その他、帯広市教育研究所も訪れましたが、そこでパソコンを使った教育方法についても学びました。また、帯広市児童会館では実験室やプラネタリウムなどもあり、地球科学や天文学など学校では学べない範囲の科学についても学べると知りました。日本では学校や教育研究所、児童会館など教育に関する様々施設を訪れることができ、日本が社会全体で教育をどのように組織しているのかが大変よく分かりました。日本が発展するために教育へ力を入れているのが良く分かります。素晴らしい授業は子供でも大人でも視野を広げてくれると思います。私たちも自国の発展のための教育についてそれぞれが、それぞれの国と比較するなどして学べたと思います。

Q 日本や十勝の印象をお聞かせください。

バカールさん
帯広の印象としては、人々がとてもやさしくて、私たちにもとても敬意をもって接してくれました。

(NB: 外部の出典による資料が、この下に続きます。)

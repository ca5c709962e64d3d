//! Request types for the tracking service.

use crate::errors::SmaResult;
use crate::services::{push_opt, require_non_empty};

/// Tracking record search.
///
/// The optional parameter names mirror what the appliance accepts; the
/// vendor documentation is thin here, so the set follows observed
/// behavior.
#[derive(Debug, Clone)]
pub struct TrackingSearchRequest {
    /// Window start (inclusive)
    pub start_date: String,
    /// Window end (exclusive)
    pub end_date: String,
    /// Restrict to a single appliance host
    pub cisco_host: Option<String>,
    /// Pagination offset
    pub offset: Option<u32>,
    /// Page size
    pub limit: Option<u32>,
    /// Envelope sender filter
    pub sender: Option<String>,
    /// Envelope recipient filter
    pub recipient: Option<String>,
    /// Subject filter
    pub subject: Option<String>,
    /// Message identifier filter
    pub message_id: Option<i64>,
    /// Delivery status filter
    pub status: Option<String>,
}

impl TrackingSearchRequest {
    /// Create a new search over the given date window
    pub fn new(start_date: impl Into<String>, end_date: impl Into<String>) -> Self {
        Self {
            start_date: start_date.into(),
            end_date: end_date.into(),
            cisco_host: None,
            offset: None,
            limit: None,
            sender: None,
            recipient: None,
            subject: None,
            message_id: None,
            status: None,
        }
    }

    /// Filter by envelope sender
    pub fn sender(mut self, sender: impl Into<String>) -> Self {
        self.sender = Some(sender.into());
        self
    }

    /// Filter by envelope recipient
    pub fn recipient(mut self, recipient: impl Into<String>) -> Self {
        self.recipient = Some(recipient.into());
        self
    }

    /// Filter by subject
    pub fn subject(mut self, subject: impl Into<String>) -> Self {
        self.subject = Some(subject.into());
        self
    }

    /// Set the pagination offset
    pub fn offset(mut self, offset: u32) -> Self {
        self.offset = Some(offset);
        self
    }

    /// Set the page size
    pub fn limit(mut self, limit: u32) -> Self {
        self.limit = Some(limit);
        self
    }

    /// Check required parameters
    pub fn validate(&self) -> SmaResult<()> {
        require_non_empty(&self.start_date, "start_date")?;
        require_non_empty(&self.end_date, "end_date")?;
        Ok(())
    }

    /// Build the query string pairs
    pub fn to_query(&self) -> Vec<(String, String)> {
        let mut query = vec![
            ("startDate".to_string(), self.start_date.clone()),
            ("endDate".to_string(), self.end_date.clone()),
            ("searchOption".to_string(), "messages".to_string()),
        ];
        push_opt(&mut query, "ciscoHost", self.cisco_host.clone());
        push_opt(&mut query, "offset", self.offset.map(|v| v.to_string()));
        push_opt(&mut query, "limit", self.limit.map(|v| v.to_string()));
        push_opt(&mut query, "sender", self.sender.clone());
        push_opt(&mut query, "recipient", self.recipient.clone());
        push_opt(&mut query, "subject", self.subject.clone());
        push_opt(&mut query, "mid", self.message_id.map(|v| v.to_string()));
        push_opt(&mut query, "status", self.status.clone());
        query
    }
}

/// Per-message tracking details lookup
#[derive(Debug, Clone)]
pub struct TrackingDetailsRequest {
    /// Message identifier
    pub mid: i64,
    /// Injection connection identifier
    pub icid: Option<i64>,
    /// Appliance serial number
    pub serial_number: Option<String>,
    /// Window start
    pub start_date: Option<String>,
    /// Window end
    pub end_date: Option<String>,
}

impl TrackingDetailsRequest {
    /// Create a new details request
    pub fn new(mid: i64) -> Self {
        Self {
            mid,
            icid: None,
            serial_number: None,
            start_date: None,
            end_date: None,
        }
    }

    /// Scope to an injection connection
    pub fn icid(mut self, icid: i64) -> Self {
        self.icid = Some(icid);
        self
    }

    /// Scope to an appliance serial number
    pub fn serial_number(mut self, serial: impl Into<String>) -> Self {
        self.serial_number = Some(serial.into());
        self
    }

    /// Scope to a date window
    pub fn window(mut self, start: impl Into<String>, end: impl Into<String>) -> Self {
        self.start_date = Some(start.into());
        self.end_date = Some(end.into());
        self
    }

    /// Build the query string pairs
    pub fn to_query(&self) -> Vec<(String, String)> {
        let mut query = vec![("mid".to_string(), self.mid.to_string())];
        push_opt(&mut query, "icid", self.icid.map(|v| v.to_string()));
        push_opt(&mut query, "serialNumber", self.serial_number.clone());
        push_opt(&mut query, "startDate", self.start_date.clone());
        push_opt(&mut query, "endDate", self.end_date.clone());
        query
    }
}
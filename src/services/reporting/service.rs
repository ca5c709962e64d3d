//! Reporting service implementation.

use super::*;
use crate::client::Orchestrator;
use crate::errors::SmaResult;
use crate::services::decode;
use crate::transport::ApiRequest;
use async_trait::async_trait;
use std::sync::Arc;
use tracing::instrument;

/// Trait for reporting operations
#[async_trait]
pub trait ReportingServiceTrait: Send + Sync {
    /// Fetch a statistics report
    async fn get_report(&self, request: StatisticsReportRequest) -> SmaResult<ReportResponse>;
}

/// Reporting service implementation
#[derive(Clone)]
pub struct ReportingService {
    orchestrator: Arc<Orchestrator>,
}

impl ReportingService {
    /// Create a new reporting service
    pub fn new(orchestrator: Arc<Orchestrator>) -> Self {
        Self { orchestrator }
    }
}

#[async_trait]
impl ReportingServiceTrait for ReportingService {
    #[instrument(skip(self, request), fields(report_type = %request.report_type))]
    async fn get_report(&self, request: StatisticsReportRequest) -> SmaResult<ReportResponse> {
        request.validate()?;
        let api = ApiRequest::get(request.endpoint()).query_pairs(request.to_query());
        let value = self.orchestrator.dispatch(api).await?.into_json()?;
        decode(value)
    }
}

impl std::fmt::Debug for ReportingService {
    fn fmt(&self, f: &mut std::fmt::Formatter<'_>) -> std::fmt::Result {
        f.debug_struct("ReportingService").finish()
    }
}
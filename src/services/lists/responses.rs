//! Response types for the safelist/blocklist service.

use serde::Deserialize;
use serde_json::Value;

/// Pagination metadata for list views
#[derive(Debug, Clone, Deserialize)]
pub struct ListMeta {
    /// Total entries in the list
    #[serde(rename = "totalCount")]
    pub total_count: Option<u64>,
}

/// A page of list entries
#[derive(Debug, Clone, Deserialize)]
pub struct ListSearchResponse {
    /// Entry objects
    #[serde(default)]
    pub data: Vec<Value>,
    /// Pagination metadata
    #[serde(default)]
    pub meta: Option<ListMeta>,
}

impl ListSearchResponse {
    /// Total entries, zero when omitted
    pub fn total_count(&self) -> u64 {
        self.meta.as_ref().and_then(|m| m.total_count).unwrap_or(0)
    }
}

/// Acknowledgement for add/edit/delete operations
#[derive(Debug, Clone, Deserialize)]
pub struct ListActionResponse {
    /// Acknowledgement object
    #[serde(default)]
    pub data: Value,
}

impl ListActionResponse {
    /// Number of entries the appliance acted on
    pub fn total_count(&self) -> u64 {
        self.data
            .get("totalCount")
            .and_then(Value::as_u64)
            .unwrap_or(0)
    }
}
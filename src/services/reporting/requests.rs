//! Request types for the reporting service.

use super::REPORTING_ENDPOINT;
use crate::errors::{SmaResult, ValidationError};
use crate::services::{push_opt, require_non_empty};
use crate::types::OrderDirection;

/// Filter operators accepted by the reporting endpoint
#[derive(Debug, Clone, Copy, PartialEq, Eq)]
pub enum ReportFilterOperator {
    /// Prefix match
    BeginsWith,
    /// Exact match
    Is,
}

impl ReportFilterOperator {
    /// Wire representation
    pub fn as_str(&self) -> &'static str {
        match self {
            ReportFilterOperator::BeginsWith => "begins_with",
            ReportFilterOperator::Is => "is",
        }
    }

    /// Parse a filter operator name
    pub fn parse(value: &str) -> Result<Self, String> {
        match value {
            "begins_with" => Ok(ReportFilterOperator::BeginsWith),
            "is" => Ok(ReportFilterOperator::Is),
            _ => Err("expected one of: begins_with, is".to_string()),
        }
    }
}

/// Statistics report request.
///
/// `report_type` (and `counter` when present) become path segments, so
/// neither may contain a slash.
#[derive(Debug, Clone)]
pub struct StatisticsReportRequest {
    /// Report resource name, e.g. `mail_incoming_traffic_summary`
    pub report_type: String,
    /// Optional counter within the report
    pub counter: Option<String>,
    /// Window start (inclusive)
    pub start_date: String,
    /// Window end (exclusive)
    pub end_date: String,
    /// Device class, defaults to `esa`
    pub device_type: Option<String>,
    /// Device group filter
    pub device_group_name: Option<String>,
    /// Device name filter
    pub device_name: Option<String>,
    /// Attribute to filter on
    pub filter_by: Option<String>,
    /// Filter operator
    pub filter_operator: Option<ReportFilterOperator>,
    /// Filter value
    pub filter_value: Option<String>,
    /// Sort field
    pub order_by: Option<String>,
    /// Sort direction
    pub order_direction: Option<OrderDirection>,
    /// Pagination offset
    pub offset: Option<u32>,
    /// Page size
    pub limit: Option<u32>,
    /// Top-N restriction
    pub top: Option<u32>,
}

impl StatisticsReportRequest {
    /// Create a new report request over the given window
    pub fn new(
        report_type: impl Into<String>,
        start_date: impl Into<String>,
        end_date: impl Into<String>,
    ) -> Self {
        Self {
            report_type: report_type.into(),
            counter: None,
            start_date: start_date.into(),
            end_date: end_date.into(),
            device_type: None,
            device_group_name: None,
            device_name: None,
            filter_by: None,
            filter_operator: None,
            filter_value: None,
            order_by: None,
            order_direction: None,
            offset: None,
            limit: None,
            top: None,
        }
    }

    /// Narrow to a single counter
    pub fn counter(mut self, counter: impl Into<String>) -> Self {
        self.counter = Some(counter.into());
        self
    }

    /// Override the device class
    pub fn device_type(mut self, device_type: impl Into<String>) -> Self {
        self.device_type = Some(device_type.into());
        self
    }

    /// Filter report rows
    pub fn filter(
        mut self,
        filter_by: impl Into<String>,
        operator: ReportFilterOperator,
        value: impl Into<String>,
    ) -> Self {
        self.filter_by = Some(filter_by.into());
        self.filter_operator = Some(operator);
        self.filter_value = Some(value.into());
        self
    }

    /// Restrict to the top N rows
    pub fn top(mut self, top: u32) -> Self {
        self.top = Some(top);
        self
    }

    /// Check required parameters
    pub fn validate(&self) -> SmaResult<()> {
        require_non_empty(&self.report_type, "report_type")?;
        require_non_empty(&self.start_date, "start_date")?;
        require_non_empty(&self.end_date, "end_date")?;
        if self.report_type.contains('/') {
            return Err(ValidationError::InvalidValue {
                name: "report_type".to_string(),
                message: "must not contain '/'".to_string(),
            }
            .into());
        }
        if self.counter.as_deref().is_some_and(|c| c.contains('/')) {
            return Err(ValidationError::InvalidValue {
                name: "counter".to_string(),
                message: "must not contain '/'".to_string(),
            }
            .into());
        }
        Ok(())
    }

    /// Build the templated endpoint path
    pub fn endpoint(&self) -> String {
        match &self.counter {
            Some(counter) => format!("{REPORTING_ENDPOINT}/{}/{counter}", self.report_type),
            None => format!("{REPORTING_ENDPOINT}/{}", self.report_type),
        }
    }

    /// Build the query string pairs
    pub fn to_query(&self) -> Vec<(String, String)> {
        let mut query = vec![
            ("startDate".to_string(), self.start_date.clone()),
            ("endDate".to_string(), self.end_date.clone()),
            (
                "device_type".to_string(),
                self.device_type.clone().unwrap_or_else(|| "esa".to_string()),
            ),
        ];
        push_opt(
            &mut query,
            "device_group_name",
            self.device_group_name.clone(),
        );
        push_opt(&mut query, "device_name", self.device_name.clone());
        push_opt(&mut query, "filterBy", self.filter_by.clone());
        push_opt(
            &mut query,
            "filterOperator",
            self.filter_operator.map(|v| v.as_str().to_string()),
        );
        push_opt(&mut query, "filterValue", self.filter_value.clone());
        push_opt(&mut query, "orderBy", self.order_by.clone());
        push_opt(
            &mut query,
            "orderDir",
            self.order_direction.map(|v| v.as_str().to_string()),
        );
        push_opt(&mut query, "offset", self.offset.map(|v| v.to_string()));
        push_opt(&mut query, "limit", self.limit.map(|v| v.to_string()));
        push_opt(&mut query, "top", self.top.map(|v| v.to_string()));
        query
    }
}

私は帯広を含めた十勝の人々が大好きです。

リディアさん
日本はとても進んだ国ですし、人々は素敵です。「おもてなしの心」は日本の素晴らしい文化だと思います。また、日本人は公共の場所など地域社会をとてもきれいに保っていますよね、それと同じ感覚で環境保全についても取り組んでいるのではないでしょうか。そんな国だからこそ、限られた時間を有効に使い発展してきたのだと感じます。すべてにおいて日本人の勤勉さが、日本の発展につながっていると思います。

Q 日本の皆さんにメッセージをお願いします。

ジュリアさん
このような研修の機会をいただき、とても感謝しています。日本での理科教育を通じて多くのことを学びました。リベリアに帰国したら、日本はとても住みやすい場所だと多くの人に伝えたいと思います。日本の皆さんは、とても謙虚で心優しかったです。学校教育、学校の校舎や各教育施設の「学びの環境」のすばらしさ。そして先生、教育委員会の方、教育研究所の方など素晴らしいと感じたところを上げたらキリがないです。本当にありがとうございます。

リディアさん
外国人の我々が、JICAを通じて日本で多くのことを学ぶ機会を提供していただきました。日本政府や皆さんにお礼を申し上げます。我々3名だけではなく、このコースに参加した11名全員が帰国後、各国でここで学んだことを実践していきたいと思います。そして、JICAや日本の皆さんに対して感謝の気持ちを持ち続けていきます。ありがとうございます。